▸ **EXERCISE BRIEF**: Where does "tiles" appear in the data? Return each line that holds it.
** Opening THE RECORDS block **
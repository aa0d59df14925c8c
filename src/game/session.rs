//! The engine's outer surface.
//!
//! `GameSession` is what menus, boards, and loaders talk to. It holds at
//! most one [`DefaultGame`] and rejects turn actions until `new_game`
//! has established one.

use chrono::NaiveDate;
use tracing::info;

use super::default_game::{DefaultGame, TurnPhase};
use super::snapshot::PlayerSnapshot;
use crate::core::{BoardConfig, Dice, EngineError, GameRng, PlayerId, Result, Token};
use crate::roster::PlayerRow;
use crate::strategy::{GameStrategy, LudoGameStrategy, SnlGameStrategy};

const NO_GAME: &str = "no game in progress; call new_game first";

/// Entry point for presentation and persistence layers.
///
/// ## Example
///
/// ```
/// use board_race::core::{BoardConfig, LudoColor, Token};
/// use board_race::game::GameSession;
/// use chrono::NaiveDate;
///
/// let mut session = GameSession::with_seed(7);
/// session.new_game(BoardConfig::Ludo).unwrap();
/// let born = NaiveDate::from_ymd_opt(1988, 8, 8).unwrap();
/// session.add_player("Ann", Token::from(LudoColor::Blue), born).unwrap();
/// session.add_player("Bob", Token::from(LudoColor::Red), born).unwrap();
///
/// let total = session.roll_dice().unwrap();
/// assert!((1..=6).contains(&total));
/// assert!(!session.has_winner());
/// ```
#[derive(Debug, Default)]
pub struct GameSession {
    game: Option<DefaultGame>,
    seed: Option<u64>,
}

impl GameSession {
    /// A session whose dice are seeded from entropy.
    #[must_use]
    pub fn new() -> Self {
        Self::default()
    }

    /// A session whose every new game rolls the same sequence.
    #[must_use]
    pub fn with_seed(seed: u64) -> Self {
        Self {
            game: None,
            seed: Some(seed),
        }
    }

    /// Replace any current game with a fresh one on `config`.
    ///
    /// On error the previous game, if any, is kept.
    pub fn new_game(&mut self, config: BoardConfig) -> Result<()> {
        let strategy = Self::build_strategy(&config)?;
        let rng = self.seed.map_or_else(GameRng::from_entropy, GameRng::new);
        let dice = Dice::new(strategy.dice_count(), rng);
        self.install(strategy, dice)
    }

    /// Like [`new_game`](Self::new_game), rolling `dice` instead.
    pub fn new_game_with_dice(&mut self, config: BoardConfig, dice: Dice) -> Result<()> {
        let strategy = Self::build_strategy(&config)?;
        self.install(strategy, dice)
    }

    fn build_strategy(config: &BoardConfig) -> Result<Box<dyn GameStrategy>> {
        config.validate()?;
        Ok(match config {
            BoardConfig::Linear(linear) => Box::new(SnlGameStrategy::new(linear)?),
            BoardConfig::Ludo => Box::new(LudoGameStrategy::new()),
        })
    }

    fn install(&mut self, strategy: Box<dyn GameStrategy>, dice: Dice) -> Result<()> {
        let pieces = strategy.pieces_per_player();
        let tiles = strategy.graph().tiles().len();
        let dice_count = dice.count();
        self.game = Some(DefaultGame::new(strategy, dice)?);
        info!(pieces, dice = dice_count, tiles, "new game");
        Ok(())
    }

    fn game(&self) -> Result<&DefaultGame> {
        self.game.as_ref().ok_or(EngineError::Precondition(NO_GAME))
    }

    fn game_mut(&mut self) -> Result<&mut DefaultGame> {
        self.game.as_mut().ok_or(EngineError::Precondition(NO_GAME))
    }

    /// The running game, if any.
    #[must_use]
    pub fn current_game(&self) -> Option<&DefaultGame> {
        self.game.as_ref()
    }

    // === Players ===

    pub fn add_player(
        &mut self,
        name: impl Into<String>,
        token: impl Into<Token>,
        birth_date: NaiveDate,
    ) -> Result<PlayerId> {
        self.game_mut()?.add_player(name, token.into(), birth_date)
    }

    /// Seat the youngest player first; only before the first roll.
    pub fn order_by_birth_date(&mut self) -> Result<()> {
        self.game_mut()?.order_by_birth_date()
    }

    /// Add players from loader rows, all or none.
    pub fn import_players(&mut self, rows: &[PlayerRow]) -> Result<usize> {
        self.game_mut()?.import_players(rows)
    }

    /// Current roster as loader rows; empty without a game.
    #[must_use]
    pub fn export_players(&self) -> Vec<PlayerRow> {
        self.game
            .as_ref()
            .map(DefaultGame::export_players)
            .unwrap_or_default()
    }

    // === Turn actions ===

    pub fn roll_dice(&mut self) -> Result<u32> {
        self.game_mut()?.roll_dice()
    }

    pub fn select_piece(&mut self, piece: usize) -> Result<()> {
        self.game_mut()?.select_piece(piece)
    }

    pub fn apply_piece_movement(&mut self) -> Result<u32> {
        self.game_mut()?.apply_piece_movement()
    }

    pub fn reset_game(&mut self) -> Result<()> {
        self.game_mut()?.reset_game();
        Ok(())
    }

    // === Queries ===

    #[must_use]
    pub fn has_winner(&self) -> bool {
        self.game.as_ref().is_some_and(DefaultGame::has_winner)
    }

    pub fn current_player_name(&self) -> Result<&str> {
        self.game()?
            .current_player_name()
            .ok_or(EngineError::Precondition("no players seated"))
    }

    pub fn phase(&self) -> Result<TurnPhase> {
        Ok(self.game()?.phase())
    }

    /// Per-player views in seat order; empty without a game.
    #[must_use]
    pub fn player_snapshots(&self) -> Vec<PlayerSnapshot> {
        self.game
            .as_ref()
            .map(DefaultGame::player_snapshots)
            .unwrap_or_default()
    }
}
** Closing THE RECORDS block **
** Opening THE RECORDS block **
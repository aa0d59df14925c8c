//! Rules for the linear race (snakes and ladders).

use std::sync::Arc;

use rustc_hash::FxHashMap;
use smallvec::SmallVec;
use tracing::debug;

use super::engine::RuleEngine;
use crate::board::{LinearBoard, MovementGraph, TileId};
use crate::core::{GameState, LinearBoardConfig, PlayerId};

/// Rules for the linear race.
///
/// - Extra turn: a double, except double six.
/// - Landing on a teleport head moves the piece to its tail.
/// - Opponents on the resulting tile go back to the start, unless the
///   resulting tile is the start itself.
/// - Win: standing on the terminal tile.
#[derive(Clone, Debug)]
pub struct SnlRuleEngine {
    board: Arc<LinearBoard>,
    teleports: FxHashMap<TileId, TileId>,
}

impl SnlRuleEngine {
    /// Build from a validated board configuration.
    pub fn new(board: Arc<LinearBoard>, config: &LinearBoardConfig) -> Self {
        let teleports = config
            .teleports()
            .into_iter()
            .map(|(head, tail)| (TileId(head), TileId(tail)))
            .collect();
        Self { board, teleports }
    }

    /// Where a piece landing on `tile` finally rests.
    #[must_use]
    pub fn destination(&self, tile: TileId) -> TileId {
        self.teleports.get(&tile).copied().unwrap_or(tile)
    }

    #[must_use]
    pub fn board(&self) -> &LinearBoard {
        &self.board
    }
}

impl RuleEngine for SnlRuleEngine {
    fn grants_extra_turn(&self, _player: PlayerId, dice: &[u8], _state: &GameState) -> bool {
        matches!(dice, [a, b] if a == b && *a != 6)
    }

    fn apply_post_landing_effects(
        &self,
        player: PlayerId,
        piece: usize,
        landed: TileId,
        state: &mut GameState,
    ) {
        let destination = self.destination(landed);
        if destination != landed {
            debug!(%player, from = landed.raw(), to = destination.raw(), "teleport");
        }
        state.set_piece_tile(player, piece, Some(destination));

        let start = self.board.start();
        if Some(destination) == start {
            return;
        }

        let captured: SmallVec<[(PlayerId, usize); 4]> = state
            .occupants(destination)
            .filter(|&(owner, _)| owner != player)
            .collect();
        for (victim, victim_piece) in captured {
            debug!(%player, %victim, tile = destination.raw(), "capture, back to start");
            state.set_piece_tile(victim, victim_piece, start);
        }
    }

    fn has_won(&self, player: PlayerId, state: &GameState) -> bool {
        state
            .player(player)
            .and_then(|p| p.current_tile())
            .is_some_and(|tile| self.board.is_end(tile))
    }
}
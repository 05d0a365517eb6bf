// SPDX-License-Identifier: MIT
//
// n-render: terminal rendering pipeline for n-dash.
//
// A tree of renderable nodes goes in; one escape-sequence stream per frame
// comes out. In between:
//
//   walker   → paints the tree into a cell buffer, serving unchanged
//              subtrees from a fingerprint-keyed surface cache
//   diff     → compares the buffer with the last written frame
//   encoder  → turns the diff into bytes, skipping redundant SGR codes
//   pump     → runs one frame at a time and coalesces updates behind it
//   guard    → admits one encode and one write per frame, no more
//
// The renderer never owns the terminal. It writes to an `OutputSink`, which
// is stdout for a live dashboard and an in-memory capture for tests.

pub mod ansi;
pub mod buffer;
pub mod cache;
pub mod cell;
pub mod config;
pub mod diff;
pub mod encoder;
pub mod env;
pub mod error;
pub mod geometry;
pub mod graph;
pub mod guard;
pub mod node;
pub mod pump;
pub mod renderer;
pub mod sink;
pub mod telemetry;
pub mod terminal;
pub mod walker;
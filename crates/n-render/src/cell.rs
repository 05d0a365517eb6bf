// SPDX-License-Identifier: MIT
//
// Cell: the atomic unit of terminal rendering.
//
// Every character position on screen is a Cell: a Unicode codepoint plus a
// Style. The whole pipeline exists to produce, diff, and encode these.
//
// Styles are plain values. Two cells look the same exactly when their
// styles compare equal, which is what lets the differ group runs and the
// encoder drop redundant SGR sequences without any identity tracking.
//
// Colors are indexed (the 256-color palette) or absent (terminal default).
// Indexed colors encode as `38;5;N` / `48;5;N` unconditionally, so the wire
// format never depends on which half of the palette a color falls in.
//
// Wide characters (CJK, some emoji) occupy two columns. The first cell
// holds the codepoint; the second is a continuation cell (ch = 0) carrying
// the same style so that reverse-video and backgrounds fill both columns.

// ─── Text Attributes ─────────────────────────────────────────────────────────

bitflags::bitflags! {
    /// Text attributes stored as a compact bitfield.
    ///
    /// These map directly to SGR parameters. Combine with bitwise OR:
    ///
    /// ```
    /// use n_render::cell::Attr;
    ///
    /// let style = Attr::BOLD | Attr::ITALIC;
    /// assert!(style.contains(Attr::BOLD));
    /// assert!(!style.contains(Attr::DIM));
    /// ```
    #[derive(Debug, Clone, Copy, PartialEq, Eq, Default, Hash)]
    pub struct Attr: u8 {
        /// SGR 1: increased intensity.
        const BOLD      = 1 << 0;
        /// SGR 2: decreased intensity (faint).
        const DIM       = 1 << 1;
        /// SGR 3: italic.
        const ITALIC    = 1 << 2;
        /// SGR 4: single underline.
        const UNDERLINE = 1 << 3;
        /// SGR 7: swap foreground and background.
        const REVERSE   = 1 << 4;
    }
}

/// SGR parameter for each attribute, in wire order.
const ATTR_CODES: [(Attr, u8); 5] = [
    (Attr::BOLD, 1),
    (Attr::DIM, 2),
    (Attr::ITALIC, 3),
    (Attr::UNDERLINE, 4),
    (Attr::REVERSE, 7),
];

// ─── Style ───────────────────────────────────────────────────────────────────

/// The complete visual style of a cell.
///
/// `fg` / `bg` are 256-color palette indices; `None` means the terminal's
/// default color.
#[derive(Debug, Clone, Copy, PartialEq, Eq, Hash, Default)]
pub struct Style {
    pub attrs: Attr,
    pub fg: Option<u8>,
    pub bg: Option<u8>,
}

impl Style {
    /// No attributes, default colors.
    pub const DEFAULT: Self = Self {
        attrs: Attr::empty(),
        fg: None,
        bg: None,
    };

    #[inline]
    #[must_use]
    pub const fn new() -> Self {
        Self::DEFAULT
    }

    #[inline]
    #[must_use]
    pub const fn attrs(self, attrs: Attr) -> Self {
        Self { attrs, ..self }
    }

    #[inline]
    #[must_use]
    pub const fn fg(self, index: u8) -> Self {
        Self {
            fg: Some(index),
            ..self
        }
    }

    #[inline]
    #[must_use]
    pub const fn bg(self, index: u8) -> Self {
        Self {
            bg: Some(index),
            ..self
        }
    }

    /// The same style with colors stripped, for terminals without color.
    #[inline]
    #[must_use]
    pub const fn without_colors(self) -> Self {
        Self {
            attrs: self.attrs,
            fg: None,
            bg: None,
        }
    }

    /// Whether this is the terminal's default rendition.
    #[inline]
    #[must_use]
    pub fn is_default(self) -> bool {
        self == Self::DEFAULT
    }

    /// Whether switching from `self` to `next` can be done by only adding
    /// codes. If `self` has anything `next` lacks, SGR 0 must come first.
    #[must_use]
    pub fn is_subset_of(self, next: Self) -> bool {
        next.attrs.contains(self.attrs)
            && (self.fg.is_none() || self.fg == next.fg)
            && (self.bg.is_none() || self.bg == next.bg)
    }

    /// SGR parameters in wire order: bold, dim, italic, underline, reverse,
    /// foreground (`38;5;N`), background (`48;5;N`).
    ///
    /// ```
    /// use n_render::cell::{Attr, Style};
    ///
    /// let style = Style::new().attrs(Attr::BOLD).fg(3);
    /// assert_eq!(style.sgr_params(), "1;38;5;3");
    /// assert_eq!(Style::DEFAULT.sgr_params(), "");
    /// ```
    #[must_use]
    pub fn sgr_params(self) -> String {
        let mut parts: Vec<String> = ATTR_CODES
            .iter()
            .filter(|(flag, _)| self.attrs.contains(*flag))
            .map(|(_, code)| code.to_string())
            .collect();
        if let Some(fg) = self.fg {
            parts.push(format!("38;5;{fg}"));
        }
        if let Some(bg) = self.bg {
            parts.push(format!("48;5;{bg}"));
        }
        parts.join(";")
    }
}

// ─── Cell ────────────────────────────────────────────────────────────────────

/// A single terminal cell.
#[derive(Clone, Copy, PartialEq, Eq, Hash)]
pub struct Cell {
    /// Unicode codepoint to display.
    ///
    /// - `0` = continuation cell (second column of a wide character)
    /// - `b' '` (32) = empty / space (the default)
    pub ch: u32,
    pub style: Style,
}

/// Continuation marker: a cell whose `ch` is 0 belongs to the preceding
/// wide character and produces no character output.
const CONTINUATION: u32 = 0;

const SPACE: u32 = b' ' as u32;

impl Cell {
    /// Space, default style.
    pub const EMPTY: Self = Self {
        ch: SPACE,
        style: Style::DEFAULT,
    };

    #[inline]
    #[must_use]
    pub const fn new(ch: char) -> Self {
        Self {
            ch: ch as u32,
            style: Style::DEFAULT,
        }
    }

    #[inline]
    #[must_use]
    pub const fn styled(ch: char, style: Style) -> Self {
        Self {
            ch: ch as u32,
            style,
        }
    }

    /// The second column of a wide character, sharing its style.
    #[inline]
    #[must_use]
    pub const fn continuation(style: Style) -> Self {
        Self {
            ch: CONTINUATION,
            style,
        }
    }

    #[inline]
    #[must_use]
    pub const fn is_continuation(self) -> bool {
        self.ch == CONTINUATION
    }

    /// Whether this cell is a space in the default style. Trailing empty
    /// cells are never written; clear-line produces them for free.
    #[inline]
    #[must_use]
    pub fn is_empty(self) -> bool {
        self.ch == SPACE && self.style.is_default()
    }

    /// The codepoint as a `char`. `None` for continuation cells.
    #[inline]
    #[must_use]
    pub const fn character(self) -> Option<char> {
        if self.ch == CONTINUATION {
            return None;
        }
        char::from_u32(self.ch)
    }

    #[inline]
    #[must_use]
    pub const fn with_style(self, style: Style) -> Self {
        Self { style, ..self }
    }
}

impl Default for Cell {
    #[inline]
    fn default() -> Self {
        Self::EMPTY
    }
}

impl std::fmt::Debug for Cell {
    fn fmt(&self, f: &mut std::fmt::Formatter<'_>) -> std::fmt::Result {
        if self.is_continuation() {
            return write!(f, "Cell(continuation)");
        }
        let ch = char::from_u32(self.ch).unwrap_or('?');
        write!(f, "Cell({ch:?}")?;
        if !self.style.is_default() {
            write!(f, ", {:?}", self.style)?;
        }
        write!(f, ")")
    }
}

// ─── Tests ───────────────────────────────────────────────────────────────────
** Closing THE RECORDS block **
▸ **ANSWER SECTION**:
        let tiles = strategy.graph().tiles().len();
        info!(pieces, dice = dice_count, tiles, "new game");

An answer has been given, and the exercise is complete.